Recent historical research on the emergence of Islam suggests that Islam started as a believers’ movement which, encountering the conflicts between Christianity and Judaism, sought to develop an inclusive vision. One example will be to discuss the disputed historical questions on the emergence of Islam and on the Qur’anic vision of Abrahamic reconciliation. It appears that there has not been a coherent Christian or Jewish response to the Qur’anic vision, if the latter is understood in an ecumenical sense. Recent historical-critical research provides resources for Muslims who could use these findings to create an Islamic theology of Judaism and Christianity; furthermore, one that may be hermeneutically similar, in some respects, to the Christian theologies of Judaism that have been developed in the last decades. Even as Muslims engage in the complex work towards developing such a theology, Jews and Christians may, in turn, modify their own theologies of Islam in a way that is responsive to this development.  Christians continue to integrate concrete ways of learning from Rabbinic Judaism, and must reflect seriously on the limits and implications of shaping their theologies with the help of Rabbinic and Qur’anic insights.
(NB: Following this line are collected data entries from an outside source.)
//! Mock providers for testing and local runs
//!
//! `MockExporter` serves scripted export results keyed by the requested
//! descriptor; `MockImporter` records imported item ids and can be told to
//! fail specific items or to run out of space.

use async_trait::async_trait;
use chrono::{TimeZone, Utc};
use std::collections::{HashMap, HashSet};
use std::sync::{Mutex, MutexGuard, PoisonError};

use super::traits::{Exporter, Importer};
use crate::transfer::error::ProviderError;
use crate::transfer::executor::IdempotentImportExecutor;
use crate::transfer::resource::{
    CalendarEventModel, CalendarModel, ContainerResource, ContinuationData, DataContainer,
    ExportInformation, ExportResult, PaginationData, PhotoAlbum, PhotoModel,
};
use crate::transfer::types::{AuthData, ImportResult, ImportableItem, ItemImportResult, JobId};

fn lock<T>(mutex: &Mutex<T>) -> MutexGuard<'_, T> {
    mutex.lock().unwrap_or_else(PoisonError::into_inner)
}

fn descriptor_key(info: Option<&ExportInformation>) -> String {
    format!("{:?}", info.cloned().unwrap_or_default())
}

/// Mock exporter for testing
pub struct MockExporter {
    name: String,
    /// Map of descriptor -> scripted result
    results: Mutex<HashMap<String, ExportResult>>,
    /// Number of upcoming calls that fail with a transient error
    transient_failures: Mutex<u32>,
    calls: Mutex<Vec<ExportInformation>>,
    returned: Mutex<Vec<ExportResult>>,
}

impl MockExporter {
    pub fn new(name: &str) -> Self {
        Self {
            name: name.to_string(),
            results: Mutex::new(HashMap::new()),
            transient_failures: Mutex::new(0),
            calls: Mutex::new(Vec::new()),
            returned: Mutex::new(Vec::new()),
        }
    }

    /// Set the result for a descriptor; `None` is the root call
    pub fn set_result(&self, info: Option<ExportInformation>, result: ExportResult) {
        lock(&self.results).insert(descriptor_key(info.as_ref()), result);
    }

    /// Fail the next `count` calls with a transient error
    pub fn fail_next(&self, count: u32) {
        *lock(&self.transient_failures) = count;
    }

    /// Descriptors requested so far, in call order
    pub fn calls(&self) -> Vec<ExportInformation> {
        lock(&self.calls).clone()
    }

    /// Results handed out so far, in call order
    pub fn returned(&self) -> Vec<ExportResult> {
        lock(&self.returned).clone()
    }

    /// Two calendars; the first one pages its events
    pub fn calendar_demo(name: &str) -> Self {
        let exporter = Self::new(name);

        let calendars = vec![
            CalendarModel {
                id: "work".to_string(),
                name: "Work".to_string(),
                description: None,
            },
            CalendarModel {
                id: "home".to_string(),
                name: "Home".to_string(),
                description: Some("Family".to_string()),
            },
        ];
        let mut root = ContinuationData::new(None);
        for calendar in &calendars {
            root.add_container_resource(ContainerResource::id_only(&calendar.id));
        }
        exporter.set_result(
            None,
            ExportResult::continue_with(
                Some(ContainerResource::Calendar {
                    calendars,
                    events: Vec::new(),
                }),
                root,
            ),
        );

        let event = |calendar_id: &str, title: &str, day: u32| CalendarEventModel {
            calendar_id: calendar_id.to_string(),
            title: title.to_string(),
            location: None,
            start_time: Utc.with_ymd_and_hms(2024, 5, day, 9, 0, 0).single(),
            end_time: Utc.with_ymd_and_hms(2024, 5, day, 10, 0, 0).single(),
        };
        let events = |list: Vec<CalendarEventModel>| ContainerResource::Calendar {
            calendars: Vec::new(),
            events: list,
        };

        let next_page = PaginationData::phased("EVENTS", "page-2");
        exporter.set_result(
            Some(ExportInformation::new(None, Some(ContainerResource::id_only("work")))),
            ExportResult::continue_with(
                Some(events(vec![event("work", "Standup", 1), event("work", "Review", 2)])),
                ContinuationData::new(Some(next_page.clone())),
            ),
        );
        exporter.set_result(
            Some(ExportInformation::new(
                Some(next_page),
                Some(ContainerResource::id_only("work")),
            )),
            ExportResult::end(Some(events(vec![event("work", "Retro", 3)]))),
        );
        exporter.set_result(
            Some(ExportInformation::new(None, Some(ContainerResource::id_only("home")))),
            ExportResult::end(Some(events(vec![event("home", "Dinner", 4)]))),
        );

        exporter
    }

    /// One album holding two photos
    pub fn photos_demo(name: &str) -> Self {
        let exporter = Self::new(name);

        let mut root = ContinuationData::new(None);
        root.add_container_resource(ContainerResource::id_only("album-1"));
        exporter.set_result(
            None,
            ExportResult::continue_with(
                Some(ContainerResource::Photos {
                    albums: vec![PhotoAlbum {
                        id: "album-1".to_string(),
                        name: "Holidays".to_string(),
                        description: None,
                    }],
                    photos: Vec::new(),
                }),
                root,
            ),
        );

        let photo = |id: &str, title: &str| PhotoModel {
            title: title.to_string(),
            fetchable_url: format!("https://photos.example.com/{}", id),
            media_type: "image/jpeg".to_string(),
            data_id: id.to_string(),
            album_id: Some("album-1".to_string()),
        };
        exporter.set_result(
            Some(ExportInformation::new(None, Some(ContainerResource::id_only("album-1")))),
            ExportResult::end(Some(ContainerResource::Photos {
                albums: Vec::new(),
                photos: vec![photo("p-1", "Beach"), photo("p-2", "Sunset")],
            })),
        );

        exporter
    }
}

#[async_trait]
impl Exporter for MockExporter {
    async fn export(
        &self,
        job_id: JobId,
        _auth_data: &AuthData,
        export_info: Option<ExportInformation>,
    ) -> Result<ExportResult, ProviderError> {
        log::debug!("[{}] export({}, {:?})", self.name, job_id, export_info);
        lock(&self.calls).push(export_info.clone().unwrap_or_default());

        {
            let mut failures = lock(&self.transient_failures);
            if *failures > 0 {
                *failures -= 1;
                return Err(ProviderError::Transient("injected failure".to_string()));
            }
        }

        let key = descriptor_key(export_info.as_ref());
        let result = lock(&self.results)
            .get(&key)
            .cloned()
            .ok_or_else(|| ProviderError::NotFound(format!("nothing to export for {}", key)))?;
        lock(&self.returned).push(result.clone());
        Ok(result)
    }

    fn name(&self) -> &str {
        &self.name
    }
}

/// Mock importer for testing
pub struct MockImporter {
    name: String,
    imported: Mutex<Vec<String>>,
    failing_items: Mutex<HashSet<String>>,
    /// Items accepted before reporting the destination full
    quota: Mutex<Option<usize>>,
}

impl MockImporter {
    pub fn new(name: &str) -> Self {
        Self {
            name: name.to_string(),
            imported: Mutex::new(Vec::new()),
            failing_items: Mutex::new(HashSet::new()),
            quota: Mutex::new(None),
        }
    }

    /// Make imports of `id` fail with a transient error
    pub fn set_failing(&self, id: &str) {
        lock(&self.failing_items).insert(id.to_string());
    }

    pub fn clear_failing(&self) {
        lock(&self.failing_items).clear();
    }

    pub fn set_quota(&self, items: usize) {
        *lock(&self.quota) = Some(items);
    }

    /// Idempotent ids written to the destination, in order
    pub fn imported(&self) -> Vec<String> {
        lock(&self.imported).clone()
    }

    fn check_quota(&self) -> Result<(), ProviderError> {
        match *lock(&self.quota) {
            Some(limit) if lock(&self.imported).len() >= limit => Err(
                ProviderError::DestinationFull("storage quota exceeded".to_string()),
            ),
            _ => Ok(()),
        }
    }

    fn write(&self, id: &str) -> Result<(), ProviderError> {
        if lock(&self.failing_items).contains(id) {
            return Err(ProviderError::Transient(format!("injected failure for {}", id)));
        }
        lock(&self.imported).push(id.to_string());
        Ok(())
    }
}

#[async_trait]
impl Importer for MockImporter {
    async fn import_item(
        &self,
        job_id: JobId,
        executor: &IdempotentImportExecutor,
        _auth_data: &AuthData,
        data: ContainerResource,
    ) -> Result<ImportResult, ProviderError> {
        log::debug!("[{}] import({}, {})", self.name, job_id, data.kind());
        let counts = data.item_counts();

        match data {
            ContainerResource::Calendar { calendars, events } => {
                for calendar in &calendars {
                    self.check_quota()?;
                    let id = calendar.idempotent_id();
                    executor
                        .execute_or_throw(&id, &calendar.name(), || async {
                            self.write(&id).map(|_| format!("dest-{}", id))
                        })
                        .await?;
                }
                for event in &events {
                    self.check_quota()?;
                    let parent = executor.get_cached_value::<String>(&event.calendar_id).ok();
                    let _: Option<String> = executor
                        .import_and_swallow_errors(event, || async {
                            let Some(parent) = parent else {
                                return Ok(ItemImportResult::error(
                                    format!("calendar {} was not imported", event.calendar_id),
                                    None,
                                ));
                            };
                            let id = event.idempotent_id();
                            self.write(&id)?;
                            Ok(ItemImportResult::success(format!("{}/{}", parent, id), None))
                        })
                        .await?;
                }
            }
            ContainerResource::Photos { albums, photos } => {
                for album in &albums {
                    self.check_quota()?;
                    let id = album.idempotent_id();
                    executor
                        .execute_or_throw(&id, &album.name(), || async {
                            self.write(&id).map(|_| format!("dest-{}", id))
                        })
                        .await?;
                }
                let mut bytes = 0u64;
                for photo in &photos {
                    self.check_quota()?;
                    let imported: Option<u64> = executor
                        .import_and_swallow_errors(photo, || async {
                            self.write(&photo.idempotent_id())?;
                            Ok(ItemImportResult::success(1024u64, Some(1024)))
                        })
                        .await?;
                    bytes += imported.unwrap_or(0);
                }
                return Ok(ImportResult::ok().with_counts(counts).with_bytes(bytes));
            }
            ContainerResource::IdOnly { .. } => {}
        }

        Ok(ImportResult::ok().with_counts(counts))
    }

    fn name(&self) -> &str {
        &self.name
    }
}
Jews might not only respond creatively to the Qur’anic challenge, but also to Christian appropriations of Rabbinic theologies.

Historically, the exchange between Jewish, Christian, and Islamic theologies is not new. Theologies of the past used to share the same philosophical language and framework. Comparative theology offers modern theologies a new connection and perspective to improve mutual understanding, respecting the differences in a more inclusive and comprehensive way. It is necessary to move from the imaginal other to the concrete one, where the images are checked and revised through the other’s self-image. The internal sources are insufficient for a complete, realistic, and complex image. In this manner, our theologies of religions are subject to corrections, both historically and comparatively.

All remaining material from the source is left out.